**Task statement:** Find and return every line of the data that contains the word "FetchedPayload".
:: Given data ::
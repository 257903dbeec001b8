//! Content ingestion integration tests.
//!
//! Drives `Ingestor` with a scripted transport through the remote and inline paths,
//! checking both the resulting handle and the manager's live count.

use async_trait::async_trait;
use spurhund::types::{ContentHandle, FetchedPayload, Source};
use spurhund::{IngestConfig, Ingestor, SpurhundError, StoreBackend, StoreConfig, Transport, encode_inline};
use std::path::PathBuf;
use std::sync::Arc;
use std::time::Duration;
use tokio::time::timeout;

mod helpers;

use helpers::{JSON_BYTES, PDF_BYTES, PNG_BYTES, Reply, ScriptedTransport};

const PNG_URL: &str = "https://cdn.example.com/logo";
const JSON_URL: &str = "https://api.example.com/data";

fn ingestor(transport: Arc<ScriptedTransport>) -> Ingestor {
    Ingestor::with_transport(IngestConfig::default(), transport).unwrap()
}

/// Remote PNG without a declared type: classified from bytes, managed, count 1.
#[tokio::test]
async fn test_remote_png_becomes_managed() {
    let transport = ScriptedTransport::new()
        .reply(PNG_URL, Reply::bytes(PNG_BYTES, None))
        .into_arc();
    let ingestor = ingestor(transport.clone());

    let handle = ingestor.ingest(&Source::remote(PNG_URL)).await.unwrap();

    assert_eq!(handle.mime_type(), "image/png");
    assert!(handle.is_managed());
    assert_eq!(ingestor.manager().count(), 1);
    assert_eq!(transport.calls(), vec![PNG_URL.to_string()]);
}

/// JSON served as octet-stream: the declaration is ignored, the result is inline.
#[tokio::test]
async fn test_remote_json_with_generic_declaration_is_inline() {
    let transport = ScriptedTransport::new()
        .reply(JSON_URL, Reply::bytes(JSON_BYTES, Some("application/octet-stream")))
        .into_arc();
    let ingestor = ingestor(transport);
    let before = ingestor.manager().count();

    let handle = ingestor.ingest(&Source::remote(JSON_URL)).await.unwrap();

    assert_eq!(handle.mime_type(), "application/json");
    assert!(!handle.is_managed());
    assert_eq!(ingestor.manager().count(), before);
}

/// Inline base64 PDF descriptor: trusted type, managed, count +1.
#[tokio::test]
async fn test_inline_pdf_descriptor_is_managed() {
    let ingestor = ingestor(ScriptedTransport::new().into_arc());
    let before = ingestor.manager().count();

    let handle = ingestor
        .ingest(&Source::parse("data:application/pdf;base64,JVBERi0xLjcK"))
        .await
        .unwrap();

    assert_eq!(handle.mime_type(), "application/pdf");
    assert!(handle.is_managed());
    assert_eq!(ingestor.manager().count(), before + 1);
    assert_eq!(ingestor.manager().read(handle.token().unwrap()).unwrap(), b"%PDF-1.7\n");
}

#[tokio::test]
async fn test_malformed_inline_descriptor() {
    let ingestor = ingestor(ScriptedTransport::new().into_arc());

    let err = ingestor.ingest(&Source::inline("data:invalid format")).await.unwrap_err();

    assert!(matches!(err, SpurhundError::MalformedInline { .. }));
    assert_eq!(ingestor.manager().count(), 0);
}

#[tokio::test]
async fn test_transport_failure_carries_target_and_cause() {
    let transport = ScriptedTransport::new()
        .reply(PNG_URL, Reply::Fail("connection reset".to_string()))
        .into_arc();
    let ingestor = ingestor(transport);

    let err = ingestor.ingest(&Source::remote(PNG_URL)).await.unwrap_err();

    match &err {
        SpurhundError::Transport { target, .. } => assert_eq!(target, PNG_URL),
        other => panic!("expected Transport, got {other:?}"),
    }
    assert!(std::error::Error::source(&err).is_some());
    assert_eq!(ingestor.manager().count(), 0);
}

#[tokio::test]
async fn test_empty_remote_body() {
    let transport = ScriptedTransport::new()
        .reply(PNG_URL, Reply::bytes(b"", Some("image/png")))
        .into_arc();
    let ingestor = ingestor(transport);

    let err = ingestor.ingest(&Source::remote(PNG_URL)).await.unwrap_err();

    assert!(matches!(err, SpurhundError::EmptyResponse { .. }));
    assert_eq!(err.target(), Some(PNG_URL));
}

#[tokio::test]
async fn test_allow_list_rejection_is_distinct() {
    let transport = ScriptedTransport::new()
        .reply(PNG_URL, Reply::bytes(PNG_BYTES, None))
        .into_arc();
    let config = IngestConfig {
        allow_list: vec!["https://api.example.com/".to_string()],
        ..Default::default()
    };
    let ingestor = Ingestor::with_transport(config, transport.clone()).unwrap();

    let err = ingestor.ingest(&Source::remote(PNG_URL)).await.unwrap_err();

    assert!(matches!(err, SpurhundError::Rejected { .. }));
    assert!(transport.calls().is_empty());
}

#[tokio::test]
async fn test_declared_type_parameters_are_stripped() {
    let transport = ScriptedTransport::new()
        .reply(JSON_URL, Reply::bytes(b"hello", Some("Text/Plain; charset=UTF-8")))
        .into_arc();
    let ingestor = ingestor(transport);

    let handle = ingestor.ingest(&Source::remote(JSON_URL)).await.unwrap();
    assert_eq!(handle.mime_type(), "text/plain");
}

/// Bytes encoded inline come back unchanged, whatever their type.
#[tokio::test]
async fn test_inline_round_trip() {
    let ingestor = ingestor(ScriptedTransport::new().into_arc());

    for (bytes, mime_type) in [(PDF_BYTES, "application/pdf"), (JSON_BYTES, "application/json")] {
        let descriptor = encode_inline(bytes, mime_type);
        let handle = ingestor.ingest(&Source::inline(descriptor)).await.unwrap();
        assert_eq!(handle.mime_type(), mime_type);

        let recovered = match &handle {
            ContentHandle::Inline(inline) => inline.decode().unwrap(),
            ContentHandle::Managed(managed) => ingestor.manager().read(&managed.token).unwrap(),
        };
        assert_eq!(recovered, bytes);
    }
}

#[tokio::test]
async fn test_bare_base64_blob_is_classified() {
    let ingestor = ingestor(ScriptedTransport::new().into_arc());

    let handle = ingestor.ingest(&Source::parse("iVBORw0KGgoAAAANSUhEUg")).await.unwrap();

    assert_eq!(handle.mime_type(), "image/png");
    assert!(handle.is_managed());
}

#[tokio::test]
async fn test_invalid_base64_is_decoding_error() {
    let ingestor = ingestor(ScriptedTransport::new().into_arc());

    let err = ingestor
        .ingest(&Source::inline("data:image/png;base64,***"))
        .await
        .unwrap_err();

    assert!(matches!(err, SpurhundError::Decoding { .. }));
}

/// Dropping an in-flight ingestion never leaves a handle behind.
#[tokio::test]
async fn test_cancelled_ingest_allocates_nothing() {
    let transport = ScriptedTransport::new()
        .reply(
            PNG_URL,
            Reply::Delayed(Duration::from_secs(5), spurhund::types::FetchedPayload::new(PNG_BYTES, None)),
        )
        .into_arc();
    let ingestor = ingestor(transport);

    let result = timeout(Duration::from_millis(50), ingestor.ingest(&Source::remote(PNG_URL))).await;

    assert!(result.is_err(), "ingest should still be waiting on the transport");
    assert_eq!(ingestor.manager().count(), 0);
}

#[tokio::test]
async fn test_batch_ingest_mixed_sources() {
    let transport = ScriptedTransport::new()
        .reply(PNG_URL, Reply::bytes(PNG_BYTES, None))
        .reply(JSON_URL, Reply::bytes(JSON_BYTES, Some("application/json")))
        .into_arc();
    let ingestor = ingestor(transport);

    let sources = vec![
        Source::remote(PNG_URL),
        Source::remote("https://missing.example.com/"),
        Source::remote(JSON_URL),
        Source::inline("data:application/pdf;base64,JVBERi0xLjcK"),
    ];
    let results = ingestor.batch_ingest(sources).await.unwrap();

    assert_eq!(results.len(), 4);
    assert_eq!(results[0].as_ref().unwrap().mime_type(), "image/png");
    assert!(matches!(results[1], Err(SpurhundError::Transport { .. })));
    assert_eq!(results[2].as_ref().unwrap().mime_type(), "application/json");
    assert_eq!(results[3].as_ref().unwrap().mime_type(), "application/pdf");
    assert_eq!(ingestor.manager().count(), 2);

    assert_eq!(ingestor.manager().release_all(), 2);
}

/// Replaces the spool directory with a plain file before answering, so the next
/// spool write fails with `Io`.
struct SpoolBreakingTransport {
    spool_dir: PathBuf,
}

#[async_trait]
impl Transport for SpoolBreakingTransport {
    fn name(&self) -> &str {
        "spool-breaking"
    }

    async fn fetch(&self, _target: &str) -> spurhund::Result<FetchedPayload> {
        std::fs::remove_dir_all(&self.spool_dir)?;
        std::fs::write(&self.spool_dir, b"not a directory")?;
        Ok(FetchedPayload::new(PNG_BYTES, None))
    }
}

#[tokio::test]
async fn test_aborted_batch_releases_allocated_handles() {
    let temp_dir = tempfile::tempdir().unwrap();
    let spool_dir = temp_dir.path().join("spool");

    let config = IngestConfig {
        max_concurrent_ingests: Some(1),
        store: StoreConfig {
            backend: StoreBackend::Disk,
            spool_dir: Some(spool_dir.clone()),
        },
        ..Default::default()
    };
    let transport = Arc::new(SpoolBreakingTransport {
        spool_dir: spool_dir.clone(),
    });
    let ingestor = Ingestor::with_transport(config, transport).unwrap();

    let sources = vec![
        Source::inline(encode_inline(PDF_BYTES, "application/pdf")),
        Source::remote(PNG_URL),
    ];
    let result = ingestor.batch_ingest(sources).await;

    assert!(matches!(result, Err(SpurhundError::Io(_))));
    assert_eq!(ingestor.manager().count(), 0);
    assert_eq!(ingestor.manager().release_all(), 0);
}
:::
**Result of this exercise:**
use spurhund::types::{ContentHandle, FetchedPayload, Source};
            Reply::Delayed(Duration::from_secs(5), spurhund::types::FetchedPayload::new(PNG_BYTES, None)),
    async fn fetch(&self, _target: &str) -> spurhund::Result<FetchedPayload> {
        Ok(FetchedPayload::new(PNG_BYTES, None))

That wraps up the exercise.